En 2023, la production de mâles stériles était passée à 65 millions de mouches par semaine, soit une augmentation de 1 200 pour cent depuis la fin des années 1990. Le recrutement de personnel compétent, par exemple des cadres et des techniciens, a également contribué à cette croissance. La population moyenne de mouches des fruits sauvages dans les zones où a été appliqué la TIS a diminué de 73 pour cent. Des mouches ont été lâchées chaque semaine, entre octobre et mai, dans une vaste zone d’environ 40 000 hectares de culture de fruits d’arbres à feuilles caduques commerciaux et de raisins de table. Certaines de ces zones sont actuellement gérées comme des zones à faible prévalence de mouches des fruits, ce qui permet d’accroître les exportations (sûres en termes de résidus).

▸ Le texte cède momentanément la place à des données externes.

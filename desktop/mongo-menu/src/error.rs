use crate::instance::InstanceError;

use std::panic::Location;

use error_location::ErrorLocation;
use mm_config::ConfigError;
use thiserror::Error;

/// Failures that prevent the application from running at all.
#[derive(Error, Debug)]
pub enum AppError {
    #[error(transparent)]
    Config(#[from] ConfigError),

    #[error(transparent)]
    Instance(#[from] InstanceError),

    #[error("Failed to initialize logging: {message} {location}")]
    Logging {
        message: String,
        location: ErrorLocation,
    },
}

impl AppError {
    #[track_caller]
    pub fn logging(message: impl Into<String>) -> Self {
        Self::Logging {
            message: message.into(),
            location: ErrorLocation::from(Location::caller()),
        }
    }

    pub fn recovery_hint(&self) -> &'static str {
        match self {
            Self::Config(ConfigError::Toml { .. }) => {
                "Fix the syntax error in config.toml or delete it to restore defaults."
            }
            Self::Config(_) => "Check config.toml and the MM_* environment variables.",
            Self::Instance(e) => e.recovery_hint(),
            Self::Logging { .. } => {
                "Check that the application support directory is writable."
            }
        }
    }
}

pub type Result<T> = std::result::Result<T, AppError>;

Sandra Bergstedt, employée à l’installation d’élevage de masse de la mouche méditerranéenne des fruits de FruitFly Africa à tellenbosch, prépare de la nourriture pour des larves. © Image reproduite avec l’aimable autorisation de Ghian du Toit
Pour s’assurer que les petits exploitants des huit zones de production fruitière ciblées bénéficient de cette hausse des exportations, le programme, qui consiste en un système de lutte intégrée à grande échelle contre les organismes nuisibles, a permis de mettre en place des pièges à mouches des fruits et de développer un programme d’appât pour les mouches des fruits, financé principalement par les producteurs, en utilisant un produit à base de spinosad au lieu des produits organophosphorés nocifs pour l’environnement habituellement employés.
«L’approche du cofinancement a fonctionné parce qu’elle était fondée sur une solide analyse coûts-avantages et sur une recherche appliquée approfondie et continue, en vue de réaliser les priorités nationales telles que la compétitivité des exportations, la croissance et le développement économiques, la création d’emplois, la sécurité alimentaire et la réduction de l’utilisation des insecticides», a déclaré Jan Hendrik Venter, directeur de la santé des végétaux au Ministère de l’agriculture, de la réforme agraire et du développement rural de l’Afrique du Sud.
«En tant qu’association de producteurs, Hortgro est très satisfaite des résultats du programme visant à renforcer la surveillance des organismes nuisibles et à réduire le nombre de mouches des fruits dans nos principales zones de production. Nos agriculteurs utilisent l’approche la plus écologique possible pour lutter contre les mouches des fruits dans le cadre d’une approche intégrée à grande échelle. Cela a permis de réduire les rejets d’importation dus aux organismes nuisibles ou aux résidus chimiques», a déclaré Anton Rabe, directeur exécutif d’Hortgro.
Depuis le début de ce partenariat, les exportations de fruits de l’Afrique du Sud sont passées de 558 000 tonnes à 1,02 million de tonnes (croissance de 83 pour cent), garantissant ainsi l’innocuité du commerce, les moyens de subsistance, la croissance économique et la sécurité alimentaire.
Le programme a également permis la participation active des parties prenantes grâce à la diffusion d’informations claires, rapides et complètes. Cela a favorisé les bonnes volontés et assuré un engagement à long terme, essentiel au succès des programmes de lutte intégrée à grande échelle contre les organismes nuisibles.
Afin d’accroître davantage son succès, le programme sur la TIS a été intégré dans un projet financé par le Fonds pour l’application des normes et le développement du commerce de l’Organisation mondiale du commerce, qui vise à déterminer les zones à faible prévalence d’organismes nuisibles et les zones exemptes concernant plusieurs espèces de mouches des fruits en Afrique du Sud et au Mozambique.